● **Extracted information**
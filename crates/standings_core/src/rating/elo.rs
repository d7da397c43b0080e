//! Elo rating with rating-banded K, opponent-tier weighting and home advantage

use crate::filter::{tier_members, Tier};
use crate::registry::Registry;
use crate::types::TeamId;

/// K-factor for teams rated 2400 and above
pub const K_MASTER: f64 = 10.0;
/// K-factor for teams rated from 1500 up to 2400
pub const K_ESTABLISHED: f64 = 15.0;
/// K-factor below 1500
pub const K_PROVISIONAL: f64 = 25.0;

/// Multiplier applied to the K-factor of a home side
pub const HOME_ADVANTAGE: f64 = 1.1;

/// Expected score for a team rated `elo` against `opponent_elo`
pub fn expected_score(elo: f64, opponent_elo: f64) -> f64 {
    1.0 / (1.0 + 10.0_f64.powf((opponent_elo - elo) / 400.0))
}

/// K-factor band for a team's current rating
pub fn k_factor(elo: f64) -> f64 {
    if elo >= 2400.0 {
        K_MASTER
    } else if elo >= 1500.0 {
        K_ESTABLISHED
    } else {
        K_PROVISIONAL
    }
}

/// K multiplier for the opponent's tier (1.2 strong, 0.8 weak, 1.0 otherwise)
pub fn tier_weight(opponent_tier: Option<Tier>) -> f64 {
    match opponent_tier {
        Some(Tier::Strong) => 1.2,
        Some(Tier::Weak) => 0.8,
        Some(Tier::Medium) | None => 1.0,
    }
}

/// New rating after one match
pub fn elo_step(
    elo: f64,
    opponent_elo: f64,
    actual: f64,
    is_home: bool,
    opponent_tier: Option<Tier>,
) -> f64 {
    let expected = expected_score(elo, opponent_elo);
    let k = k_factor(elo) * tier_weight(opponent_tier);
    let home_advantage = if is_home { HOME_ADVANTAGE } else { 1.0 };
    elo + k * home_advantage * (actual - expected)
}

/// Walk every team's filtered matches and update that team's own rating.
///
/// Each match is seen once from each participant that has it in view, and
/// every step reads the ratings as they stand at that moment. Tiers are
/// ranked once over `population`.
pub fn calculate_elo(registry: &mut Registry, population: &[TeamId]) {
    let strong = tier_members(registry, population, Tier::Strong);
    let weak = tier_members(registry, population, Tier::Weak);
    let medium = tier_members(registry, population, Tier::Medium);
    let tier_of = |id: TeamId| {
        if strong.contains(&id) {
            Some(Tier::Strong)
        } else if weak.contains(&id) {
            Some(Tier::Weak)
        } else if medium.contains(&id) {
            Some(Tier::Medium)
        } else {
            None
        }
    };

    for &id in population {
        let steps: Vec<(TeamId, f64, bool)> = registry
            .team(id)
            .filtered_matches()
            .map(|m| (m.opponent, m.result.score(), m.is_home))
            .collect();

        for (opponent, actual, is_home) in steps {
            let opponent_elo = registry.team(opponent).elo_rating;
            let team = registry.team_mut(id);
            team.elo_rating = elo_step(
                team.elo_rating,
                opponent_elo,
                actual,
                is_home,
                tier_of(opponent),
            );
        }
    }
}

#[cfg(test)]
#[path = "elo_tests.rs"]
mod elo_tests;
//! Fixed-size worker pool that processes whole tournaments.
//!
//! Workers pull from one shared queue. Every task builds its own registry, so
//! nothing is shared between threads except the sink. A failing or panicking
//! task is logged and counted; the other tasks carry on.

use crossbeam::channel::{self, Receiver, Sender};
use serde::{Deserialize, Serialize};
use std::any::Any;
use std::panic::{self, AssertUnwindSafe};
use std::sync::atomic::{AtomicUsize, Ordering};
use std::sync::{Arc, Condvar, Mutex, PoisonError};
use std::thread::{self, JoinHandle};
use tracing::{debug, error, info};

use crate::config::TournamentConfig;
use crate::error::{Result, TournamentError};
use crate::io::StandingsSink;
use crate::pipeline::{process_tournament, TournamentInput};

/// One tournament to compute and store
pub struct TournamentTask {
    input: TournamentInput,
    config: Arc<TournamentConfig>,
    sink: Arc<dyn StandingsSink>,
}

impl TournamentTask {
    pub fn new(input: TournamentInput, config: Arc<TournamentConfig>, sink: Arc<dyn StandingsSink>) -> Self {
        Self { input, config, sink }
    }

    pub fn tournament_id(&self) -> i64 {
        self.input.tournament_id
    }

    /// Compute the tournament and hand the output to the sink
    pub fn run(&self) -> Result<()> {
        let output = process_tournament(&self.input, &self.config)?;
        self.sink.save(&output)
    }
}

/// Outcome counts after [`WorkerPool::join`]
#[derive(Debug, Clone, Copy, Default, PartialEq, Eq, Serialize, Deserialize)]
pub struct PoolReport {
    pub completed: usize,
    pub failed: usize,
}

impl PoolReport {
    pub fn total(&self) -> usize {
        self.completed + self.failed
    }
}

enum Message {
    Task(Box<TournamentTask>),
    Shutdown,
}

/// Count of submitted tasks not finished yet
#[derive(Default)]
struct Pending {
    count: Mutex<usize>,
    drained: Condvar,
}

impl Pending {
    fn add(&self) {
        *self.count.lock().unwrap_or_else(PoisonError::into_inner) += 1;
    }

    fn done(&self) {
        let mut count = self.count.lock().unwrap_or_else(PoisonError::into_inner);
        *count = count.saturating_sub(1);
        if *count == 0 {
            self.drained.notify_all();
        }
    }

    fn wait(&self) {
        let mut count = self.count.lock().unwrap_or_else(PoisonError::into_inner);
        while *count > 0 {
            count = self
                .drained
                .wait(count)
                .unwrap_or_else(PoisonError::into_inner);
        }
    }
}

#[derive(Default)]
struct Counters {
    completed: AtomicUsize,
    failed: AtomicUsize,
}

pub struct WorkerPool {
    sender: Sender<Message>,
    workers: Vec<JoinHandle<()>>,
    pending: Arc<Pending>,
    counters: Arc<Counters>,
}

impl WorkerPool {
    /// Start `size` workers (at least one)
    pub fn new(size: usize) -> Result<Self> {
        let size = size.max(1);
        let (sender, receiver) = channel::unbounded();
        let pending = Arc::new(Pending::default());
        let counters = Arc::new(Counters::default());

        let mut workers = Vec::with_capacity(size);
        for index in 0..size {
            let name = format!("standings-worker-{}", index);
            let receiver = receiver.clone();
            let pending = Arc::clone(&pending);
            let counters = Arc::clone(&counters);
            let handle = thread::Builder::new()
                .name(name.clone())
                .spawn(move || worker_loop(&name, receiver, &pending, &counters))?;
            workers.push(handle);
        }

        info!(workers = size, "Worker pool started");
        Ok(Self {
            sender,
            workers,
            pending,
            counters,
        })
    }

    pub fn size(&self) -> usize {
        self.workers.len()
    }

    /// Queue a task
    pub fn submit(&self, task: TournamentTask) -> Result<()> {
        self.pending.add();
        if self.sender.send(Message::Task(Box::new(task))).is_err() {
            self.pending.done();
            return Err(TournamentError::PoolClosed);
        }
        Ok(())
    }

    /// Wait until every queued task has finished, then stop the workers
    pub fn join(self) -> PoolReport {
        self.pending.wait();

        for _ in &self.workers {
            // Only fails if every worker is already gone
            let _ = self.sender.send(Message::Shutdown);
        }
        for handle in self.workers {
            if handle.join().is_err() {
                error!("Worker thread exited abnormally");
            }
        }

        let report = PoolReport {
            completed: self.counters.completed.load(Ordering::SeqCst),
            failed: self.counters.failed.load(Ordering::SeqCst),
        };
        info!(
            completed = report.completed,
            failed = report.failed,
            "Worker pool finished"
        );
        report
    }
}

fn worker_loop(name: &str, receiver: Receiver<Message>, pending: &Pending, counters: &Counters) {
    loop {
        match receiver.recv() {
            Ok(Message::Task(task)) => {
                let tournament_id = task.tournament_id();
                info!(worker = name, tournament_id, "Processing tournament");

                match panic::catch_unwind(AssertUnwindSafe(|| task.run())) {
                    Ok(Ok(())) => {
                        counters.completed.fetch_add(1, Ordering::SeqCst);
                    }
                    Ok(Err(e)) => {
                        error!(worker = name, tournament_id, "Tournament failed: {}", e);
                        counters.failed.fetch_add(1, Ordering::SeqCst);
                    }
                    Err(payload) => {
                        error!(
                            worker = name,
                            tournament_id,
                            "Tournament panicked: {}",
                            panic_message(payload.as_ref())
                        );
                        counters.failed.fetch_add(1, Ordering::SeqCst);
                    }
                }
                pending.done();
            }
            Ok(Message::Shutdown) | Err(_) => {
                debug!(worker = name, "Worker stopped");
                break;
            }
        }
    }
}

fn panic_message(payload: &(dyn Any + Send)) -> &str {
    if let Some(message) = payload.downcast_ref::<&str>() {
        *message
    } else if let Some(message) = payload.downcast_ref::<String>() {
        message.as_str()
    } else {
        "unknown panic"
    }
}

#[cfg(test)]
#[path = "pool_tests.rs"]
mod pool_tests;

● **Required work**
Reproduce word for word the material above, beginning with the line that contains "let home_advantage = if" and ending with the line that contains "for (opponent, actual, is_home)".

● **Result of the exercise**
    let home_advantage = if is_home { HOME_ADVANTAGE } else { 1.0 };
    elo + k * home_advantage * (actual - expected)
}

/// Walk every team's filtered matches and update that team's own rating.
///
/// Each match is seen once from each participant that has it in view, and
/// every step reads the ratings as they stand at that moment. Tiers are
/// ranked once over `population`.
pub fn calculate_elo(registry: &mut Registry, population: &[TeamId]) {
    let strong = tier_members(registry, population, Tier::Strong);
    let weak = tier_members(registry, population, Tier::Weak);
    let medium = tier_members(registry, population, Tier::Medium);
    let tier_of = |id: TeamId| {
        if strong.contains(&id) {
            Some(Tier::Strong)
        } else if weak.contains(&id) {
            Some(Tier::Weak)
        } else if medium.contains(&id) {
            Some(Tier::Medium)
        } else {
            None
        }
    };

    for &id in population {
        let steps: Vec<(TeamId, f64, bool)> = registry
            .team(id)
            .filtered_matches()
            .map(|m| (m.opponent, m.result.score(), m.is_home))
            .collect();

        for (opponent, actual, is_home) in steps {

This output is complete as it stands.